Abstract Body

Maraviroc (MVC) is an HIV entry inhibitor that concentrates in the genital tract/rectum and can be given orally once-daily, making it a possible alternative PrEP agent.   

Prospective, randomized, double-blinded, multisite, safety/tolerability study of 4 regimens for HIV PrEP:  (1) MVC alone; (2) MVC + emtricitabine (FTC); (3) MVC + tenofovir (TDF); (4) TDF + FTC.  Study regimens consisted of 3 pills once-daily — MVC 300 mg, FTC 200 mg, TDF 300 mg, with matching placebos.  Eligible participants (pts) were adult HIV-uninfected men who reported a history of condomless anal intercourse with >1 HIV-infected or unknown-status man within 90 days, and had adequate safety laboratory parameters including calculated creatinine clearance >70 ml/min.  Pts received randomized study regimens for 48 weeks with follow-up visits at weeks 2, 4, 8, and then every 8 weeks.  At each study visit, interval history, physical exam, safety laboratories, blood plasma for drug levels, and HIV and adherence counseling and testing were conducted.  All analyses were intent-to-treat; primary analyses used Kaplan-Meyer survival analysis and comparisons between study arms used chi-square, t-test, or log-rank testing.

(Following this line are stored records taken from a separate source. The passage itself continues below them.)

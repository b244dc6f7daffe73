pub mod filters;
pub mod reports;
pub mod transactions;
use chrono::SecondsFormat;
use serde::{Deserialize, Serialize};

use crate::analytics::domain::{
    self,
    filters::{ListQuery, QueryValidationError, SaleMonth},
};

#[derive(Clone, Debug, Deserialize, Serialize)]
#[serde(rename_all = "camelCase")]
pub struct Transaction {
    pub id: i64,
    pub title: String,
    pub description: String,
    pub price: f64,
    pub category: String,
    pub sold: bool,
    pub date_of_sale: Option<String>,
    pub image: String,
}

impl From<&domain::transactions::Transaction> for Transaction {
    fn from(transaction: &domain::transactions::Transaction) -> Self {
        Self {
            id: transaction.id,
            title: transaction.title.clone(),
            description: transaction.description.clone(),
            price: transaction.price,
            category: transaction.category.clone(),
            sold: transaction.sold,
            date_of_sale: transaction
                .date_of_sale
                .map(|date| date.to_rfc3339_opts(SecondsFormat::Millis, true)),
            image: transaction.image.clone(),
        }
    }
}

#[derive(Debug, Deserialize, Serialize)]
#[serde(rename_all = "camelCase")]
pub struct TransactionPage {
    pub data: Vec<Transaction>,
    pub total: u64,
    pub page: u32,
    pub per_page: u32,
}

impl From<domain::reports::TransactionPage> for TransactionPage {
    fn from(page: domain::reports::TransactionPage) -> Self {
        Self {
            data: page.items.iter().map(Transaction::from).collect(),
            total: page.total,
            page: page.page.page(),
            per_page: page.page.per_page(),
        }
    }
}

#[derive(Debug, Deserialize, PartialEq, Serialize)]
#[serde(rename_all = "camelCase")]
pub struct Statistics {
    pub total_sale_amount: f64,
    pub sold_items: u64,
    pub not_sold_items: u64,
}

impl From<domain::reports::StatisticsResult> for Statistics {
    fn from(statistics: domain::reports::StatisticsResult) -> Self {
        Self {
            total_sale_amount: statistics.total_sale_amount,
            sold_items: statistics.sold_count,
            not_sold_items: statistics.not_sold_count,
        }
    }
}

/// One bar of the price range chart.
#[derive(Debug, Deserialize, PartialEq, Serialize)]
pub struct PriceRange {
    pub range: String,
    pub count: u64,
}

impl From<domain::reports::HistogramBucket> for PriceRange {
    fn from(bucket: domain::reports::HistogramBucket) -> Self {
        Self {
            range: bucket.range_label,
            count: bucket.count,
        }
    }
}

/// One slice of the category chart.
#[derive(Debug, Deserialize, PartialEq, Serialize)]
pub struct CategoryCount {
    pub category: String,
    pub count: u64,
}

impl From<domain::reports::CategoryCount> for CategoryCount {
    fn from(category: domain::reports::CategoryCount) -> Self {
        Self {
            category: category.category,
            count: category.count,
        }
    }
}

#[derive(Debug, Deserialize, Serialize)]
pub struct Combined {
    pub transactions: Vec<Transaction>,
    pub statistics: Statistics,
    pub histogram: Vec<PriceRange>,
    pub categories: Vec<CategoryCount>,
}

impl From<domain::reports::CombinedResult> for Combined {
    fn from(combined: domain::reports::CombinedResult) -> Self {
        Self {
            transactions: combined.transactions.iter().map(Transaction::from).collect(),
            statistics: combined.statistics.into(),
            histogram: combined.histogram.into_iter().map(Into::into).collect(),
            categories: combined.categories.into_iter().map(Into::into).collect(),
        }
    }
}

/// Query parameters of the transaction listing.
///
/// Values are taken as strings so malformed numbers produce the same error
/// body as out of range ones.
#[derive(Debug, Default, Deserialize)]
#[serde(rename_all = "camelCase")]
pub struct ListParams {
    pub search: Option<String>,
    pub page: Option<String>,
    pub per_page: Option<String>,
}

impl TryFrom<ListParams> for ListQuery {
    type Error = QueryValidationError;

    fn try_from(params: ListParams) -> Result<Self, Self::Error> {
        let page = parse_integer_param("page", params.page.as_deref())?;
        let per_page = parse_integer_param("perPage", params.per_page.as_deref())?;

        ListQuery::new(params.search.as_deref(), page, per_page)
    }
}

#[derive(Debug, Default, Deserialize)]
pub struct MonthParams {
    pub month: Option<String>,
}

impl MonthParams {
    pub fn sale_month(&self) -> Result<Option<SaleMonth>, QueryValidationError> {
        parse_sale_month(self.month.as_deref())
    }
}

/// Parse an optional month given as text. Blank values count as missing.
pub fn parse_sale_month(month: Option<&str>) -> Result<Option<SaleMonth>, QueryValidationError> {
    parse_integer_param("month", month)?
        .map(SaleMonth::new)
        .transpose()
}

fn parse_integer_param(
    field: &'static str,
    value: Option<&str>,
) -> Result<Option<i64>, QueryValidationError> {
    match value.map(str::trim) {
        None | Some("") => Ok(None),
        Some(text) => text
            .parse()
            .map(Some)
            .map_err(|_| QueryValidationError::NotAnInteger {
                field,
                value: text.to_owned(),
            }),
    }
}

12 HPTN and ACTG sites enrolled 406 men with a median age of 30 (range 18-70; 30% <26), including 28% black, 62% white, and 10% other races; with 22% Latino.  340 (84%) completed study follow-up; 38 (9%) were lost to follow-up.  37 (9%) permanently discontinued the study regimen prior to 48 weeks; time to discontinuation did not differ among the study arms (p=0.6).  The rates of grade 2-4 adverse events did not differ in pairwise comparisons between the study arms (p>0.5).  Calculated creatinine clearance decreased 3-8 ml/min from baseline to week 48, without differences among the study arms (p=0.6).  In a random subset of participants (n=122) at random study time points, 93% had detectable study drug plasma levels.  5 HIV seroconversions occurred: 2 had no detectable study drug levels at any study visit (1 on MVC alone, 1 on MVC+TDF), 3 others (all on MVC alone) had MVC levels of 0.7, 6.7, and 145 ng/ml (limit of quantification 0.5) at the documented seroconversion study visit; all had R5 virus and none had genotypic resistance.

Given as HIV PrEP in MSM, MVC-based regimens were comparably safe and well-tolerated versus the control regimen of TDF+FTC.  Of 5 seroconversions, 4 were associated with low or undetectable drug levels.  MVC regimens may be alternatives for oral PrEP.